We stop near the top of a hill, with fields sloping away. It's all green. I think, I aint saying nothing, I aint saying, 'Why are we here?' There's an old windmill on the top of the hill, I remember that, and there's a view below: fields and woods and hedges and orchards, a farmhouse, a church tower, a village. It's spread out in different patches like someone's pieced it together.
We sit for a bit with the engine ticking and the breeze outside. Then they look at each other and he says, 'See down there. That's where your mum and me first met. Hop-picking' But that don't mean much to me, because I know what it means to hop and I know what it means when he says 'hop in the van' but I don't have the foggiest what hop-picking is. So I say, 'What's hop-picking?' and he tries to explain, like he hadn't planned on that bit. And I aint much the wiser. And Amy says, 'They call Kent the Garden of England.' She's smiling at me funny. Then he says, like he hadn't planned on this bit either and he's only saying it so as not to say something else, 'It's like you've got to have the country to have the town. See them orchards. Uncle Lenny couldn't have no apples to sell, could he? See them sheep...' Then he stops and goes quiet, looking at me. Then he looks at Amy and Amy nods and he says, 'Come with me.'
We get out and walk into the fields and I'm scared. There are sheep bleating and staring. He stands and looks at the view. I think, It's because the sheep get killed. It's because the sheep get chopped up and eaten. The view's all far-off and little and it's as though we're far-off and little too and someone could be looking at us like we're looking at the view. He looks at me, and I know the reason I'm scared is because he is. And my dad Jack aint never scared. He doesn't look like my dad Jack, he looks as if he could be anyone. He takes a deep breath, then another one, quick, and I reckon he wanted to change his mind, but he was already teetering, toppling, on top of that hill, and he couldn't stop himself.
Lenny
So Vincey comes home, in his new civvies, and parks himself on a stool in the Coach, drinks all round, and after loosening me up with a large scotch I should never have accepted, he says, cool as Christmas, 'How's Sally?'
You couldn't tell from looking at him whether it was bare-faced cheek or whether there really was some dumb part of him that thought he could carry on again where he left off, that reckoned he'd done due penance, courtesy of the regular Army, and now here he was to ask for my daughter.

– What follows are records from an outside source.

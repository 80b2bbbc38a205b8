//! The end-to-end pipeline: validate parameters, assemble the model, integrate
//! and collect populations.

use ndarray as nd;
use tracing::{ debug, info, warn };
use crate::{
    config::SimParams,
    dynamics::{ HBuild, MoodModel, Trigger },
    error::SimResult,
    hilbert::Mood,
    solve::{ StepStats, expectation, lindblad::evolve_adaptive_reduced_op },
};

// populations summing further than this from 1 are reported
const NORM_DRIFT_WARN: f64 = 1e-4;

/// Populations of the three mood states over the output grid.
///
/// All sequences are paired index-wise with `times`.
#[derive(Clone, Debug, PartialEq)]
pub struct SimulationResult {
    pub times: Vec<f64>,
    pub p_neutral: Vec<f64>,
    pub p_euphoric: Vec<f64>,
    pub p_depressive: Vec<f64>,
    /// Triggers of the run, in input order, for marking on plots.
    pub triggers: Vec<Trigger>,
    /// Integrator work counters.
    pub stats: StepStats,
}

impl SimulationResult {
    /// Number of output points.
    pub fn len(&self) -> usize { self.times.len() }

    /// Return `true` if there are no output points.
    pub fn is_empty(&self) -> bool { self.times.is_empty() }

    /// Population curve of a single state.
    pub fn population(&self, state: Mood) -> &[f64] {
        match state {
            Mood::Neutral => &self.p_neutral,
            Mood::Euphoric => &self.p_euphoric,
            Mood::Depressive => &self.p_depressive,
        }
    }

    /// Sum of the three populations at every output time.
    pub fn total(&self) -> Vec<f64> {
        self.p_neutral.iter()
            .zip(self.p_euphoric.iter())
            .zip(self.p_depressive.iter())
            .map(|((g, u), d)| g + u + d)
            .collect()
    }

    /// Largest deviation of the summed populations from 1.
    ///
    /// The integrator does not renormalize, so this measures its accumulated
    /// trace error.
    pub fn population_drift(&self) -> f64 {
        self.total().iter()
            .map(|s| (s - 1.0).abs())
            .fold(0.0, f64::max)
    }

    /// Populations at the last output time, in basis order.
    pub fn final_populations(&self) -> Option<[f64; 3]> {
        Some([
            *self.p_neutral.last()?,
            *self.p_euphoric.last()?,
            *self.p_depressive.last()?,
        ])
    }

    /// Stack the curves into a `(len, 4)` array with columns `time`,
    /// `p_neutral`, `p_euphoric`, `p_depressive`.
    pub fn to_array(&self) -> nd::Array2<f64> {
        nd::Array2::from_shape_fn((self.len(), 4), |(k, j)| {
            match j {
                0 => self.times[k],
                1 => self.p_neutral[k],
                2 => self.p_euphoric[k],
                _ => self.p_depressive[k],
            }
        })
    }
}

/// Run a full simulation.
///
/// Parameters are validated first; nothing is clamped. The Lindblad equation
/// is integrated adaptively over `params.time_grid()`, with trigger times as
/// breakpoints, and the population of each basis state is recorded at every
/// grid point.
pub fn simulate(params: &SimParams) -> SimResult<SimulationResult> {
    params.validate()?;
    let model = MoodModel::assemble(params)?;
    let time = params.time_grid();
    let [P_g, P_u, P_d] = model.projectors();
    let breakpoints = model.hamiltonian.breakpoints();
    debug!(
        t_max = params.t_max,
        t_points = params.t_points,
        n_breakpoints = breakpoints.len(),
        "integrating master equation"
    );

    let (pops, stats) = evolve_adaptive_reduced_op(
        &model.rho0,
        |t| model.hamiltonian.build_at(t),
        &model.loperator,
        &time,
        &breakpoints,
        &params.solver,
        |rho| [expectation(&P_g, rho), expectation(&P_u, rho), expectation(&P_d, rho)],
    )?;

    let mut p_neutral: Vec<f64> = Vec::with_capacity(pops.len());
    let mut p_euphoric: Vec<f64> = Vec::with_capacity(pops.len());
    let mut p_depressive: Vec<f64> = Vec::with_capacity(pops.len());
    for [g, u, d] in pops.into_iter() {
        p_neutral.push(g);
        p_euphoric.push(u);
        p_depressive.push(d);
    }
    let result = SimulationResult {
        times: time.to_vec(),
        p_neutral,
        p_euphoric,
        p_depressive,
        triggers: params.resolved_triggers(),
        stats,
    };

    let drift = result.population_drift();
    if drift > NORM_DRIFT_WARN {
        warn!(drift, "populations drifted from unit total");
    }
    info!(
        accepted = stats.accepted,
        rejected = stats.rejected,
        rhs_evals = stats.rhs_evals,
        "simulation finished"
    );
    Ok(result)
}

I suppose he pulled the same wool over Jack's eyes because you'd think by the way Jack behaves that Vince had had a change of heart, he'd gone and seen the error of his ways. You'd think Jack would have more sense than to believe that the only reason why Vince had bunked off for five years was so he could come back and ask to be forgiven and pick things up just as they were.
It takes the Army to put a finish on a man.